Владыка Архиепископ кратко сообщил в Болгарию, что в Кламаре неспокойно. Но получатели писем не могли понять, что бы это могло значить. Объясняли себе это сообщение шумной жизнью города – даже и тогда, когда от него пришел неожиданный запрос о возможности вернуться в Софию. И это желание было истолковано как простое разочарование, а не как вызываемое большой опасностью.
Хотя и, независимо от этого понимания, у тех людей не было возможности дать немедленно положительный ответ, поскольку на квартиру в Болгарском Синоде нельзя было рассчитывать и надо было искать иные возможности.
И только уже потом, когда Владыка сообщил, что неизвестными был организован ночной налет на особняк, где он жил, тогда только стало ясно, что значило «неспокойно» и почему был запрос о возвращении в Болгарию.
Во время того налета хозяин-француз, человек военный, проявил мужество, сумев отбиться от налетчиков.
«Мой дом – это крепость, – сказал хозяин. – И если дело до того дойдет, то будет применено и оружие!»В свое время люди осведомленные говорили, что, судя по всему, согласно планам злоумышленников, в 1936 году архиепископ Феофан должен был быть похищен в Париже, подобно генералу Кутепову (1931, январь) и, позднее, – генералу Миллеру (1937, ноябрь). Но в отличие от их похищений, вызвавших бурю протестов не только в русской среде, похищение архиепископа Феофана должно было пройти, предположительно, почти бесшумно.

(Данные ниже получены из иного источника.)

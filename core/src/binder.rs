//! Template binder — reconstruct a concrete path from a template
//!
//! Given `/users/{id}/profile` and `/users/42/profile`, the binder walks the
//! template, substitutes target segments for each parameter and returns the
//! reconstructed path `/users/42/profile` together with the captured values.
//!
//! The reconstruction is deliberately literal-preserving: literal template
//! text is copied from the *pattern*, not the target. A result that differs
//! from the target therefore means the literals didn't line up, which the
//! engine detects by confirming the result with the
//! [classifier](crate::confirms).
//!
//! # Parameters
//!
//! - `{name}` captures the target segment at the current position.
//! - `*` captures every remaining target segment, joined with `/`, and is
//!   recorded under the name `*`.

use crate::pattern::{segment_count, segments, PARAM_CLOSE, PARAM_OPEN, WILDCARD};
use std::fmt;

/// A captured template parameter.
#[derive(Debug, Clone, PartialEq, Eq)]
pub struct Param {
    /// The parameter name between the braces, or `*` for a greedy capture.
    pub name: String,
    /// The captured target text.
    pub value: String,
}

/// The result of binding a template against a target.
#[derive(Debug, Clone, PartialEq, Eq)]
pub struct Binding {
    uri: String,
    params: Vec<Param>,
}

impl Binding {
    /// The reconstructed path.
    #[must_use]
    pub fn uri(&self) -> &str {
        &self.uri
    }

    /// Captured parameters in template order.
    #[must_use]
    pub fn params(&self) -> &[Param] {
        &self.params
    }

    /// Look up a captured value by parameter name (first occurrence).
    #[must_use]
    pub fn param(&self, name: &str) -> Option<&str> {
        self.params
            .iter()
            .find(|p| p.name == name)
            .map(|p| p.value.as_str())
    }

    /// Consume the binding, keeping only the reconstructed path.
    #[must_use]
    pub fn into_uri(self) -> String {
        self.uri
    }
}

impl fmt::Display for Binding {
    fn fmt(&self, f: &mut fmt::Formatter<'_>) -> fmt::Result {
        f.write_str(&self.uri)?;
        if !self.params.is_empty() {
            f.write_str(" {")?;
            for (i, p) in self.params.iter().enumerate() {
                if i > 0 {
                    f.write_str(", ")?;
                }
                write!(f, "{}={:?}", p.name, p.value)?;
            }
            f.write_str("}")?;
        }
        Ok(())
    }
}

/// Output buffer that refuses to grow past the target's length.
struct Bounded {
    buf: String,
    limit: usize,
}

impl Bounded {
    fn new(limit: usize) -> Self {
        Self {
            buf: String::with_capacity(limit),
            limit,
        }
    }

    fn push_str(&mut self, s: &str) -> Option<()> {
        if self.buf.len() + s.len() > self.limit {
            return None;
        }
        self.buf.push_str(s);
        Some(())
    }

    fn push(&mut self, c: char) -> Option<()> {
        if self.buf.len() + c.len_utf8() > self.limit {
            return None;
        }
        self.buf.push(c);
        Some(())
    }

    fn is_full(&self) -> bool {
        self.buf.len() == self.limit
    }
}

/// Bind a template pattern against a target path.
///
/// Returns `None` when the pattern is not a template, cannot be reconciled
/// with the target, or is malformed (an unterminated `{`).
///
/// # Example
///
/// ```
/// use pathmatch::bind;
///
/// let binding = bind("/users/{id}", "/users/42").unwrap();
/// assert_eq!(binding.uri(), "/users/42");
/// assert_eq!(binding.param("id"), Some("42"));
///
/// assert!(bind("/users/{id}/profile", "/users/42").is_none());
/// assert!(bind("/users/{id}", "/groups/42").is_none());
/// ```
#[must_use]
pub fn bind(pattern: &str, target: &str) -> Option<Binding> {
    let start = pattern.find(PARAM_OPEN)?;
    if start >= target.len() || segment_count(pattern) > segment_count(target) {
        return None;
    }

    let prefix = &pattern[..start];
    let tail = target.strip_prefix(prefix)?;
    let tokens = segments(tail);

    let mut out = Bounded::new(target.len());
    out.push_str(prefix)?;

    let mut params = Vec::new();
    let mut index = 0;
    let mut rest = &pattern[start..];

    while let Some(c) = rest.chars().next() {
        match c {
            PARAM_OPEN => {
                let Some(close) = rest.find(PARAM_CLOSE) else {
                    tracing::debug!(pattern, "unterminated template parameter");
                    return None;
                };
                if let Some(token) = tokens.get(index) {
                    out.push_str(token)?;
                    params.push(Param {
                        name: rest[1..close].to_owned(),
                        value: (*token).to_owned(),
                    });
                }
                rest = &rest[close + 1..];
            }
            WILDCARD => {
                let captured = tokens.get(index..).unwrap_or_default();
                for token in captured {
                    out.push_str(token)?;
                    if !out.is_full() {
                        out.push('/')?;
                    }
                }
                params.push(Param {
                    name: WILDCARD.to_string(),
                    value: captured.join("/"),
                });
                match rest.find(PARAM_CLOSE) {
                    Some(close) => rest = &rest[close + 1..],
                    None => break,
                }
            }
            _ => {
                if c == '/' {
                    index += 1;
                }
                out.push(c)?;
                rest = &rest[c.len_utf8()..];
            }
        }
    }

    if !out.is_full() {
        return None;
    }

    Some(Binding {
        uri: out.buf,
        params,
    })
}
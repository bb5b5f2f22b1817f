//! Conformance tests that run YAML fixtures against pathmatch
//!
//! Run with: cargo test -p pathmatch-test --test conformance --features pathmatch-test/fixtures
//!
//! Note: This test file requires the `fixtures` feature to be enabled.

#![cfg(feature = "fixtures")]

use pathmatch_test::fixture::Fixture;
use std::fs;
use std::path::{Path, PathBuf};

/// Get the conformance directory relative to the workspace root
fn fixtures_dir() -> PathBuf {
    let manifest_dir = env!("CARGO_MANIFEST_DIR");
    let ext_test = Path::new(manifest_dir);

    // Go up: ext/test -> ext -> workspace root
    let root = ext_test
        .parent() // ext
        .and_then(|p| p.parent()) // root
        .expect("Could not find workspace root");

    root.join("conformance")
}

/// Parse every fixture in a directory
fn load_fixtures_in_dir(dir: &Path) -> Vec<(PathBuf, Fixture)> {
    if !dir.exists() {
        panic!("Fixtures directory does not exist: {}", dir.display());
    }

    let mut paths: Vec<PathBuf> = fs::read_dir(dir)
        .expect("read dir")
        .map(|entry| entry.expect("dir entry").path())
        .filter(|path| {
            path.extension()
                .map_or(false, |e| e == "yaml" || e == "yml")
        })
        .collect();
    paths.sort();

    let mut fixtures = Vec::new();
    for path in paths {
        let yaml = fs::read_to_string(&path).expect("read yaml");

        // Parse potentially multiple fixtures (separated by ---)
        let parsed = Fixture::from_yaml_multi(&yaml).unwrap_or_else(|e| {
            panic!("Failed to parse {}: {}", path.display(), e);
        });
        fixtures.extend(parsed.into_iter().map(|f| (path.clone(), f)));
    }
    fixtures
}

/// Load and run all fixtures in a directory
fn run_fixtures_in_dir(dir: &Path) {
    let fixtures = load_fixtures_in_dir(dir);
    assert!(!fixtures.is_empty(), "no fixtures in {}", dir.display());

    for (path, fixture) in fixtures {
        println!("Running fixture: {} ({})", fixture.name, path.display());
        fixture.run_and_assert();
    }
}

#[test]
fn test_classifier() {
    run_fixtures_in_dir(&fixtures_dir().join("01_classifier"));
}

#[test]
fn test_templates() {
    run_fixtures_in_dir(&fixtures_dir().join("02_templates"));
}

#[test]
fn test_specificity() {
    run_fixtures_in_dir(&fixtures_dir().join("03_specificity"));
}

#[test]
fn test_invariants() {
    run_fixtures_in_dir(&fixtures_dir().join("04_invariants"));
}

/// Tables loaded through the config path select the same actions as the
/// fixture provider.
#[test]
fn test_config_tables_agree() {
    let dirs = ["01_classifier", "02_templates", "03_specificity", "04_invariants"];
    for dir in dirs {
        for (path, fixture) in load_fixtures_in_dir(&fixtures_dir().join(dir)) {
            let table = fixture.build_table();
            let matcher = table.matcher();
            for case in &fixture.cases {
                let actual = matcher.matches(&case.target).map(|e| e.action().clone());
                assert_eq!(
                    actual,
                    case.expect,
                    "config table disagrees: fixture '{}' case '{}' ({})",
                    fixture.name,
                    case.name,
                    path.display()
                );
            }
        }
    }
}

И в самом деле, кто бы стал особенно беспокоиться об исчезновении русского Архиепископа, замкнуто живущего? Ведь это в первую очередь касалось Русской Православной Церкви Заграницей, в епископате которой он после своей критики нового учения митрополита Антония (Храповицкого) более не состоял. И можно не сомневаться, что Зарубежный Синод остался бы в стороне, вполне безучастный к судьбе архиепископа Феофана, сославшись на то, что он, по выезде из Болгарии, совершенно прекратил всякое сношение с ним. И к тому же, по весьма странному, не подтвержденному никакими доказательствами или фактами, мнению официальных кругов Зарубежной Церкви, архиепископ Феофан будто бы «страдал умственным расстройством». Во всяком случае, по отношению к Архиепископу иерархи Зарубежной Церкви сохраняли отношение как к чужому: позже, после его смерти, – ни одной официальной панихиды. Синод, в лучшем случае, предпочитал хранить о нем полное молчание как о несуществующем.
У владыки Феофана, этого скромного, тихого и уединенно живущего подвижника, было много врагов: либералы и модернисты, католики и масоны, и, как это ни прискорбно, враждовала с ним и своя лжебратия.
И нет ничего удивительного в том, что и по сей день клевета и злохуление не оставляют имени его.